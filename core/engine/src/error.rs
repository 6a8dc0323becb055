use thiserror::Error;

/// Error taxonomy for quest operations.
///
/// Lifecycle operations and board/analytics reads propagate these as hard
/// failures. The reconciliation engine catches them per signal and records
/// the outcome instead of aborting the batch.
#[derive(Debug, Error)]
pub enum QuestError {
    /// The quest id does not resolve for this owner
    #[error("quest not found")]
    NotFound,

    /// A state-machine guard rejected the transition
    #[error("invalid transition: {0}")]
    InvalidTransition(String),

    /// Out-of-range or malformed input
    #[error("invalid argument: {0}")]
    InvalidArgument(String),

    /// Opaque failure from the persistence layer
    #[error("store error: {0}")]
    Store(#[from] rusqlite::Error),
}

pub type Result<T> = std::result::Result<T, QuestError>;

● ● ●

* [WHAT THIS TASK INVOLVES] Please repeat the data above verbatim, all of it.

* [SOLVED EXERCISE]
filename core/engine/src/error.rs
repository 6a8dc0323becb055
use thiserror::Error;

/// Error taxonomy for quest operations.
///
/// Lifecycle operations and board/analytics reads propagate these as hard
/// failures. The reconciliation engine catches them per signal and records
/// the outcome instead of aborting the batch.
#[derive(Debug, Error)]
pub enum QuestError {
    /// The quest id does not resolve for this owner
    #[error("quest not found")]
    NotFound,

    /// A state-machine guard rejected the transition
    #[error("invalid transition: {0}")]
    InvalidTransition(String),

    /// Out-of-range or malformed input
    #[error("invalid argument: {0}")]
    InvalidArgument(String),

    /// Opaque failure from the persistence layer
    #[error("store error: {0}")]
    Store(#[from] rusqlite::Error),
}

pub type Result<T> = std::result::Result<T, QuestError>;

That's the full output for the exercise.